書類をめくりながら親友の葛城ミサトがぼやく。


「いいじゃない、どこから来ても。たぶん貴方より強いわよ、彼。」

「それってマジ。」

「マジよ、それどころかネルフで一番強いんじゃないかしら。」

「どこの誰なのよ、まさか戦自の兵隊?」

「残念ね、私の身内の子よ。」

「な〜に、リツコの新しい彼氏なの〜」


顔を緩ませたミサトがリツコをつつきながらからかう。リツコはそれに一寸、青筋を立てながら答える。


「ミサト・・・オヤジくさいわよ。彼氏じゃないわ私の弟よ、義理のね。」

「うっそ、リツコって弟なんていたの!?聞いてないわよ!」

「ええ、言ってないもの、ずっと地方に居てね最近こっちに来たのよ。」


さらりと嘘を言いながら説明する。


「で、どうなの、顔は、性格は、スタイルは?」

「あなた・・・・どうゆう頭の構造してるの・・・・・、まぁ性格は落ち着いた感じかしら、顔とスタイルは・・・・・コメントしずらいわ、来た時に見てちょ うだい。」

「なによー教えてくれても良いじゃない、ケチ。」

「もうすぐ来るから待ってなさい、あの子達もこっちに来るんでしょう?」

「ええ、一応ね今までと違って身近で警護するわけだしね、顔合わせ位はね。
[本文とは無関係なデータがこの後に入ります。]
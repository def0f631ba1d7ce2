use axum::{
    extract::{rejection::QueryRejection, Path, Query, State},
    Extension, Json,
};
use katalog_core::{find_by_id, query_products, NormalizedProduct, ProductQuery};
use katalog_upstream::normalize_product;
use serde::{Deserialize, Serialize};

use crate::middleware::RequestId;

use super::{map_upstream_error, ApiError, AppState};

#[derive(Debug, Deserialize)]
pub(super) struct ProductListQuery {
    pub category: Option<String>,
    pub search: Option<String>,
    pub page: Option<i64>,
    pub limit: Option<i64>,
}

#[derive(Debug, Serialize)]
pub(super) struct ProductListData {
    products: Vec<NormalizedProduct>,
    total_products: usize,
    page: usize,
    limit: usize,
    total_pages: usize,
}

pub(super) async fn list_products(
    State(state): State<AppState>,
    Extension(req_id): Extension<RequestId>,
    query: Result<Query<ProductListQuery>, QueryRejection>,
) -> Result<Json<ProductListData>, ApiError> {
    let Query(query) = query.map_err(|rejection| {
        ApiError::new(
            "bad_request",
            format!("Invalid query parameters: {}", rejection.body_text()),
        )
    })?;

    let products = load_catalog(&state, &req_id.0).await?;
    let page = query_products(
        products,
        &state.categories,
        &ProductQuery {
            category: query.category.as_deref(),
            search: query.search.as_deref(),
            page: query.page,
            limit: query.limit,
        },
    );

    tracing::debug!(
        request_id = %req_id.0,
        category = query.category.as_deref().unwrap_or(""),
        search = query.search.as_deref().unwrap_or(""),
        total = page.total,
        returned = page.items.len(),
        "product query served"
    );

    let total_pages = page.total_pages();
    Ok(Json(ProductListData {
        products: page.items,
        total_products: page.total,
        page: page.pagination.page,
        limit: page.pagination.limit,
        total_pages,
    }))
}

pub(super) async fn get_product(
    State(state): State<AppState>,
    Extension(req_id): Extension<RequestId>,
    Path(product_id): Path<String>,
) -> Result<Json<NormalizedProduct>, ApiError> {
    let products = load_catalog(&state, &req_id.0).await?;

    find_by_id(&products, &product_id)
        .cloned()
        .map(Json)
        .ok_or_else(|| ApiError::new("not_found", "Product not found."))
}

/// Fetches the full upstream list with the stored token and normalizes it.
async fn load_catalog(
    state: &AppState,
    request_id: &str,
) -> Result<Vec<NormalizedProduct>, ApiError> {
    let Some(token) = state.tokens.get().await else {
        return Err(ApiError::new(
            "missing_token",
            "Authorization token is missing. Please log in.",
        ));
    };

    let raw = state
        .upstream
        .fetch_products(&token)
        .await
        .map_err(|e| map_upstream_error(request_id, "Error fetching products", &e))?;

    Ok(raw.into_iter().map(normalize_product).collect())
}
pub mod app_config;
pub mod categories;
pub mod config;
pub mod error;
pub mod products;
pub mod query;

pub use app_config::{AppConfig, Environment};
pub use categories::{load_categories, CategorySet, CATCH_ALL_CATEGORY, MONITOR_CATEGORY};
pub use config::{load_app_config, load_app_config_from_env};
pub use error::ConfigError;
pub use products::{find_by_id, NormalizedProduct, ProductId};
pub use query::{query_products, Pagination, ProductPage, ProductQuery};
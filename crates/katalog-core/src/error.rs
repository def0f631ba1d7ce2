use thiserror::Error;

#[derive(Debug, Error)]
pub enum ConfigError {
    #[error("invalid value for {var}: {reason}")]
    InvalidEnvVar { var: String, reason: String },

    #[error("failed to read categories file {path}: {source}")]
    CategoriesFileIo {
        path: String,
        #[source]
        source: std::io::Error,
    },

    #[error("failed to parse categories file: {0}")]
    CategoriesFileParse(#[from] serde_yaml::Error),

    #[error("validation error: {0}")]
    Validation(String),
}
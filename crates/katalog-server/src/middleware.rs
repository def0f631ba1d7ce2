use axum::{extract::Request, http::HeaderValue, middleware::Next, response::Response};
use uuid::Uuid;

pub const REQUEST_ID_HEADER: &str = "x-request-id";

/// Newtype wrapping a request ID string, stored as a request extension.
#[derive(Debug, Clone)]
pub struct RequestId(pub String);

/// Axum middleware that extracts or generates a request ID.
///
/// If the incoming request has a non-empty `x-request-id` header, that value
/// is used. Otherwise a new `UUIDv4` is generated. The ID is:
/// - Inserted into request extensions as [`RequestId`]
/// - Set on the response as the `x-request-id` header
pub async fn request_id(mut req: Request, next: Next) -> Response {
    let id = req
        .headers()
        .get(REQUEST_ID_HEADER)
        .and_then(|v| v.to_str().ok())
        .filter(|v| !v.trim().is_empty())
        .map_or_else(|| Uuid::new_v4().to_string(), String::from);

    req.extensions_mut().insert(RequestId(id.clone()));

    let mut res = next.run(req).await;

    if let Ok(val) = HeaderValue::from_str(&id) {
        res.headers_mut().insert(REQUEST_ID_HEADER, val);
    }

    res
}
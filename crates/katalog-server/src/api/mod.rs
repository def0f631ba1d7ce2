mod auth;
mod products;

use std::sync::Arc;

use axum::{
    extract::State,
    http::{header, HeaderName, Method, StatusCode},
    response::IntoResponse,
    routing::{get, post},
    Json, Router,
};
use katalog_core::CategorySet;
use katalog_upstream::{UpstreamClient, UpstreamError};
use serde::Serialize;
use tower::ServiceBuilder;
use tower_http::{cors::CorsLayer, trace::TraceLayer};

use crate::middleware::{request_id, REQUEST_ID_HEADER};
use crate::session::TokenStore;

#[derive(Clone)]
pub struct AppState {
    pub upstream: UpstreamClient,
    pub tokens: TokenStore,
    pub categories: Arc<CategorySet>,
}

impl AppState {
    pub fn new(upstream: UpstreamClient, tokens: TokenStore, categories: CategorySet) -> Self {
        Self {
            upstream,
            tokens,
            categories: Arc::new(categories),
        }
    }
}

/// Error response, serialized as `{"error": "<message>"}`.
///
/// `code` selects the HTTP status and is kept out of the body; clients
/// match on the message text.
#[derive(Debug, Serialize)]
pub struct ApiError {
    #[serde(skip)]
    pub code: &'static str,
    pub error: String,
}

#[derive(Debug, Serialize, PartialEq, Eq)]
struct HealthData {
    status: &'static str,
    authenticated: bool,
}

impl ApiError {
    pub fn new(code: &'static str, message: impl Into<String>) -> Self {
        Self {
            code,
            error: message.into(),
        }
    }

    fn status(&self) -> StatusCode {
        match self.code {
            "not_found" => StatusCode::NOT_FOUND,
            "missing_token" | "login_rejected" => StatusCode::UNAUTHORIZED,
            "bad_request" | "missing_credentials" => StatusCode::BAD_REQUEST,
            "upstream_error" => StatusCode::BAD_GATEWAY,
            _ => StatusCode::INTERNAL_SERVER_ERROR,
        }
    }
}

impl IntoResponse for ApiError {
    fn into_response(self) -> axum::response::Response {
        (self.status(), Json(self)).into_response()
    }
}

/// Maps an upstream failure to the client-facing error.
///
/// A login refusal is an auth error; everything else (network, timeout,
/// non-2xx, malformed body) is reported as a gateway failure with the cause
/// appended to `context`.
pub(super) fn map_upstream_error(
    request_id: &str,
    context: &str,
    error: &UpstreamError,
) -> ApiError {
    if error.is_auth_rejection() {
        tracing::warn!(request_id, error = %error, "upstream rejected login");
        return ApiError::new("login_rejected", "Login failed: Token not received.");
    }

    tracing::error!(
        request_id,
        error = %error,
        timeout = error.is_timeout(),
        "upstream request failed"
    );
    ApiError::new("upstream_error", format!("{context}: {error}"))
}

fn build_cors() -> CorsLayer {
    CorsLayer::new()
        .allow_origin(tower_http::cors::Any)
        .allow_methods([Method::GET, Method::POST, Method::OPTIONS])
        .allow_headers([
            header::CONTENT_TYPE,
            header::AUTHORIZATION,
            HeaderName::from_static(REQUEST_ID_HEADER),
        ])
        .expose_headers([HeaderName::from_static(REQUEST_ID_HEADER)])
}

pub fn build_app(state: AppState) -> Router {
    Router::new()
        .route("/health", get(health))
        .route("/login", post(auth::login))
        .route("/products", get(products::list_products))
        .route("/products/{id}", get(products::get_product))
        .layer(
            ServiceBuilder::new()
                .layer(TraceLayer::new_for_http())
                .layer(build_cors())
                .layer(axum::middleware::from_fn(request_id)),
        )
        .with_state(state)
}

async fn health(State(state): State<AppState>) -> impl IntoResponse {
    Json(HealthData {
        status: "ok",
        authenticated: state.tokens.is_set().await,
    })
}

#[cfg(test)]
#[path = "api_test.rs"]
mod tests;
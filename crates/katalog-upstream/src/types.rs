//! Wire types for the upstream catalog API.
//!
//! ## Observed product shape
//!
//! The products endpoint returns a bare JSON array. Field names are Serbian
//! and loosely typed:
//!
//! - `sif_product`: the identifier, sometimes a number and sometimes a string.
//! - `naziv`: display name.
//! - `categoryName`: category label. Some records carry literal escape text
//!   such as `"Slu\\u0161alice"` instead of the real characters.
//! - `imgsrc`: image URL.
//! - `price`: a number, a numeric string, `null`, or missing.
//! - `description`: HTML fragment with stray line breaks and tabs.
//!
//! Every field may be absent or `null`. Text fields that arrive as numbers
//! or booleans are rendered to text rather than failing the whole list.

use serde::{Deserialize, Deserializer, Serialize};
use serde_json::Value;

/// One product record as upstream sends it.
#[derive(Debug, Clone, Default, Deserialize)]
pub struct RawProduct {
    #[serde(default, rename = "sif_product")]
    pub id: Option<Value>,

    #[serde(default, rename = "naziv", deserialize_with = "lenient_text")]
    pub name: Option<String>,

    #[serde(default, rename = "categoryName", deserialize_with = "lenient_text")]
    pub category: Option<String>,

    #[serde(default, rename = "imgsrc", deserialize_with = "lenient_text")]
    pub image: Option<String>,

    /// Kept raw; coerced to a number during normalization.
    #[serde(default)]
    pub price: Option<Value>,

    #[serde(default, deserialize_with = "lenient_text")]
    pub description: Option<String>,
}

/// Body of `POST /login`.
#[derive(Debug, Clone, Serialize)]
pub struct LoginRequest<'a> {
    pub username: &'a str,
    pub password: &'a str,
}

/// Response of `POST /login`. A missing or empty `token` means rejection.
#[derive(Debug, Clone, Default, Deserialize)]
pub struct LoginResponse {
    #[serde(default, deserialize_with = "lenient_text")]
    pub token: Option<String>,
}

fn lenient_text<'de, D>(deserializer: D) -> Result<Option<String>, D::Error>
where
    D: Deserializer<'de>,
{
    let value = Option::<Value>::deserialize(deserializer)?;
    Ok(match value {
        Some(Value::String(s)) => Some(s),
        Some(Value::Number(n)) => Some(n.to_string()),
        Some(Value::Bool(b)) => Some(b.to_string()),
        Some(Value::Null | Value::Array(_) | Value::Object(_)) | None => None,
    })
}
// -------------------------------------------------------------------------
// Error bodies and plumbing
// -------------------------------------------------------------------------

#[test]
fn api_error_codes_map_to_statuses() {
    let cases = [
        ("not_found", StatusCode::NOT_FOUND),
        ("missing_token", StatusCode::UNAUTHORIZED),
        ("login_rejected", StatusCode::UNAUTHORIZED),
        ("missing_credentials", StatusCode::BAD_REQUEST),
        ("bad_request", StatusCode::BAD_REQUEST),
        ("upstream_error", StatusCode::BAD_GATEWAY),
        ("something_else", StatusCode::INTERNAL_SERVER_ERROR),
    ];
    for (code, expected) in cases {
        let response = ApiError::new(code, "msg").into_response();
        assert_eq!(response.status(), expected, "code {code}");
    }
}

#[test]
fn map_upstream_error_distinguishes_rejection_from_failure() {
    let rejected = map_upstream_error("req", "Login error", &UpstreamError::LoginRejected);
    assert_eq!(rejected.code, "login_rejected");
    assert_eq!(rejected.error, "Login failed: Token not received.");

    let failed = map_upstream_error(
        "req",
        "Error fetching products",
        &UpstreamError::UnexpectedStatus {
            status: 500,
            url: "http://upstream/products".into(),
        },
    );
    assert_eq!(failed.code, "upstream_error");
    assert!(failed.error.starts_with("Error fetching products: "));
    assert!(failed.error.contains("500"));
}

#[tokio::test]
async fn health_reports_unauthenticated_before_login() {
    let server = MockServer::start().await;
    let app = test_app(&server);

    let (status, json) = send(&app, get("/health")).await;

    assert_eq!(status, StatusCode::OK);
    assert_eq!(json, json!({ "status": "ok", "authenticated": false }));
}

#[tokio::test]
async fn request_id_header_is_propagated() {
    let server = MockServer::start().await;
    let app = test_app(&server);

    let response = app
        .oneshot(
            Request::builder()
                .uri("/health")
                .header(REQUEST_ID_HEADER, "req-abc")
                .body(Body::empty())
                .expect("request"),
        )
        .await
        .expect("response");

    assert_eq!(
        response.headers().get(REQUEST_ID_HEADER).and_then(|v| v.to_str().ok()),
        Some("req-abc")
    );
}

#[tokio::test]
async fn request_id_is_generated_when_absent() {
    let server = MockServer::start().await;
    let app = test_app(&server);

    let response = app.oneshot(get("/health")).await.expect("response");

    let id = response
        .headers()
        .get(REQUEST_ID_HEADER)
        .and_then(|v| v.to_str().ok())
        .expect("generated request id");
    assert!(uuid::Uuid::parse_str(id).is_ok(), "not a uuid: {id}");
}

// -------------------------------------------------------------------------
// POST /login
// -------------------------------------------------------------------------

#[tokio::test]
async fn login_stores_and_echoes_token() {
    let server = MockServer::start().await;
    mount_login(&server).await;
    let app = test_app(&server);

    let (status, json) = send(
        &app,
        post_json("/login", &json!({ "username": "zadatak", "password": "zadatak" })),
    )
    .await;

    assert_eq!(status, StatusCode::OK);
    assert_eq!(
        json,
        json!({ "message": "Login successful!", "token": TOKEN })
    );

    let (_, health) = send(&app, get("/health")).await;
    assert_eq!(health["authenticated"], true);
}

#[tokio::test]
async fn login_requires_both_credentials() {
    let server = MockServer::start().await;
    Mock::given(method("POST"))
        .and(path("/login"))
        .respond_with(ResponseTemplate::new(200).set_body_json(json!({ "token": TOKEN })))
        .expect(0)
        .mount(&server)
        .await;
    let app = test_app(&server);

    for body in [
        json!({ "username": "zadatak" }),
        json!({ "password": "zadatak" }),
        json!({ "username": "", "password": "zadatak" }),
        json!({ "username": "zadatak", "password": "   " }),
        json!({}),
    ] {
        let (status, json) = send(&app, post_json("/login", &body)).await;
        assert_eq!(status, StatusCode::BAD_REQUEST, "body {body}");
        assert_eq!(json, json!({ "error": "Username and password are required." }));
    }
}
」







〜本部直通エスカレーター〜



その頃カズヤは本部に向かう長すぎるエスカレーターにボーっとしながら乗っていた。


「このエスカレーター長すぎんか?なんか歩いてる方が楽な気がするな。」


と、一人で愚痴りながら立っていると終点に着いた。


「やっと着いたか、ん?」


なんとも言いがたい視線を感じて周りを見ると青い髪の不思議な感じの少女が歩いてくる。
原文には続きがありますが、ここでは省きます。